Chachki and Kitsch, 2015.
A work choreographed by Emma Batman & Mathew Heggem for a concert with Bridge & Olive Dance, performed at Triskelion Arts, Brooklyn, NY. Music: "I think I like you" by Donora, "The Sea is Calm" by CoCo Rosie, and "Sail" by AWOLNATION
The opening images starts with objects in space. Two bodies. Gold and Silver. A Man. A Woman. Chairs in the background. Shadows, Low Light. We are opening our eyes and brought into this world of movement sequences by choreographers Mathew Heggem & Emma Batman.
From this opening image, the piece embarks on a series of related sections, a collage of chachkis in the span of the work assemble to create the whole meaning behind the title.
We ask questions: What is the objectification of an object? What kind of control do these objects have on our lives? What is an object, anyways? Can it be a feeling, a memory, a sense? And within the span of our lives, we collect these things. Some of value. Some lacking much value at all. These things are our chachkies.
Playful. A little bit kitsch. Quirky, unison moments. Fun and sometimes strange, this work starts off on the lighter side.
As the dancers move through the piece, we witness manipulation and interactions between the two. Throughout the work, the phrase material articulates the technique that gives a backbone and foundation to the piece. The dancers engage their technical backgrounds to express and explore a unique movement vocabulary.
There's something surface about the work at first. The name contributes to our understanding of the lightness, or even superficiality, here. Chachkies, after all, are just objects that your parents have around the house; kitsch often lacks substance… but how we love it so!
And yet, how are we being controlled by these things in our lives. How are we letting this happen? And, to what degree? These things that are tangible, real—yes— but also impermanent and self-made. Superficial. Meaningless but essential, all at the same time.
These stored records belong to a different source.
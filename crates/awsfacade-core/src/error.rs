//! Error types shared by every facade.
//!
//! Provider errors arrive with a service-specific error code (`NoSuchBucket`,
//! `ResourceNotFoundException`, `AuthorizationError`, ...). They are folded
//! into a small [`ErrorKind`] taxonomy so callers can branch on the cause
//! without knowing which service produced it.

use std::fmt;

/// Coarse classification of a facade failure.
#[derive(Debug, Clone, Copy, PartialEq, Eq, Hash)]
pub enum ErrorKind {
    /// The bucket, object, table, log group or topic does not exist.
    NotFound,
    /// The resource already exists (or is in use under that name).
    AlreadyExists,
    /// The credential is not allowed to perform the operation.
    PermissionDenied,
    /// The provider rejected the request because of rate or capacity limits.
    Throttled,
    /// The request was malformed or violated a documented constraint.
    InvalidInput,
    /// Anything else, including transport and local I/O failures.
    Unknown,
}

impl ErrorKind {
    /// Classify a provider error code.
    ///
    /// Codes are compared verbatim; unknown or missing codes map to
    /// [`ErrorKind::Unknown`].
    #[must_use]
    pub fn from_code(code: Option<&str>) -> Self {
        match code {
            Some(
                "NoSuchBucket"
                | "NoSuchKey"
                | "NoSuchVersion"
                | "NotFound"
                | "NotFoundException"
                | "ResourceNotFoundException"
                | "TableNotFoundException",
            ) => Self::NotFound,
            Some(
                "BucketAlreadyExists"
                | "BucketAlreadyOwnedByYou"
                | "ResourceInUseException"
                | "ResourceAlreadyExistsException"
                | "TableAlreadyExistsException",
            ) => Self::AlreadyExists,
            Some(
                "AccessDenied"
                | "AccessDeniedException"
                | "AuthorizationError"
                | "UnrecognizedClientException"
                | "InvalidAccessKeyId"
                | "SignatureDoesNotMatch",
            ) => Self::PermissionDenied,
            Some(
                "SlowDown"
                | "Throttling"
                | "ThrottlingException"
                | "Throttled"
                | "ProvisionedThroughputExceededException"
                | "RequestLimitExceeded"
                | "LimitExceededException",
            ) => Self::Throttled,
            Some(
                "ValidationException"
                | "InvalidParameter"
                | "InvalidParameterException"
                | "InvalidArgument"
                | "InvalidBucketName"
                | "InvalidRequest"
                | "MalformedXML",
            ) => Self::InvalidInput,
            _ => Self::Unknown,
        }
    }

    /// Short lowercase label used in log fields.
    #[must_use]
    pub fn as_str(&self) -> &'static str {
        match self {
            Self::NotFound => "not_found",
            Self::AlreadyExists => "already_exists",
            Self::PermissionDenied => "permission_denied",
            Self::Throttled => "throttled",
            Self::InvalidInput => "invalid_input",
            Self::Unknown => "unknown",
        }
    }
}

impl fmt::Display for ErrorKind {
    fn fmt(&self, f: &mut fmt::Formatter<'_>) -> fmt::Result {
        f.write_str(self.as_str())
    }
}

/// Error returned by every facade operation.
#[derive(Debug, thiserror::Error)]
pub enum FacadeError {
    /// The target resource does not exist.
    #[error("not found: {0}")]
    NotFound(String),

    /// The target resource already exists.
    #[error("already exists: {0}")]
    AlreadyExists(String),

    /// The credential lacks permission for the operation.
    #[error("permission denied: {0}")]
    PermissionDenied(String),

    /// The provider throttled the request.
    #[error("throttled: {0}")]
    Throttled(String),

    /// The request was rejected before or by the provider as invalid.
    #[error("invalid input: {0}")]
    InvalidInput(String),

    /// A provider-side state transition was not observed in time.
    #[error("gave up waiting for {resource}: {message}")]
    Wait {
        /// The resource being waited on.
        resource: String,
        /// Waiter failure description.
        message: String,
    },

    /// Local filesystem failure (upload source or download destination).
    #[error("local I/O error: {0}")]
    Io(#[from] std::io::Error),

    /// Any other provider or transport failure.
    #[error("{message}")]
    Unknown {
        /// Provider error code, if one was reported.
        code: Option<String>,
        /// Human-readable description.
        message: String,
    },
}

impl FacadeError {
    /// Build an error from a provider error code and message.
    #[must_use]
    pub fn from_code(code: Option<&str>, message: impl Into<String>) -> Self {
        let message = message.into();
        match ErrorKind::from_code(code) {
            ErrorKind::NotFound => Self::NotFound(message),
            ErrorKind::AlreadyExists => Self::AlreadyExists(message),
            ErrorKind::PermissionDenied => Self::PermissionDenied(message),
            ErrorKind::Throttled => Self::Throttled(message),
            ErrorKind::InvalidInput => Self::InvalidInput(message),
            ErrorKind::Unknown => Self::Unknown {
                code: code.map(ToOwned::to_owned),
                message,
            },
        }
    }

    /// Shorthand for [`FacadeError::NotFound`].
    #[must_use]
    pub fn not_found(resource: impl Into<String>) -> Self {
        Self::NotFound(resource.into())
    }

    /// Shorthand for [`FacadeError::InvalidInput`].
    #[must_use]
    pub fn invalid_input(message: impl Into<String>) -> Self {
        Self::InvalidInput(message.into())
    }

    /// Shorthand for [`FacadeError::Wait`].
    #[must_use]
    pub fn wait(resource: impl Into<String>, err: impl fmt::Display) -> Self {
        Self::Wait {
            resource: resource.into(),
            message: err.to_string(),
        }
    }

    /// The coarse kind of this error.
    #[must_use]
    pub fn kind(&self) -> ErrorKind {
        match self {
            Self::NotFound(_) => ErrorKind::NotFound,
            Self::AlreadyExists(_) => ErrorKind::AlreadyExists,
            Self::PermissionDenied(_) => ErrorKind::PermissionDenied,
            Self::Throttled(_) => ErrorKind::Throttled,
            Self::InvalidInput(_) => ErrorKind::InvalidInput,
            Self::Wait { .. } | Self::Io(_) | Self::Unknown { .. } => ErrorKind::Unknown,
        }
    }

    /// Whether this error means the resource does not exist.
    #[must_use]
    pub fn is_not_found(&self) -> bool {
        self.kind() == ErrorKind::NotFound
    }
}

/// Convenience result type for facade operations.
pub type FacadeResult<T> = Result<T, FacadeError>;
And so, we have a dark side to this work too. There's something mannequin-like and lacking in humanity about their movement at times, the partnering is not necessarily gentle or mutual, and there’s a disconnected or void between the two dancers at moments... Are we puppets on the strings of our own self-made objects? Are we automated and motivated by these objects?
What’s wrong with idolization?
Ultimately, this work suggest that there's something creepy sneaking around the objects of our lives—haunting even. It's a strange beauty that some are curious about. But it’s also the darkness in life.
The partnering too, in its tension—pushing and pulling—brings up a question about the relationship between these two bodies in space. What are they? Are they us? Are they them, these two dancers? There's something peculiar about being the observer too of this dance. The performance itself is an object of our creation. As an audience member, we're actively participating in this objectification. Are we aware of this? What does this awareness mean?
We are left asking ourselves: What can we do to influence these objects? Can we reclaim them on our journey? Make them us. How do we shape the things in our world? And, is it the right thing to do?
A little bit sexy; an eclectic music selection; light partnering with a good amount of phrase work; play of techniques and individual performance style; timing and structure are important to this composition.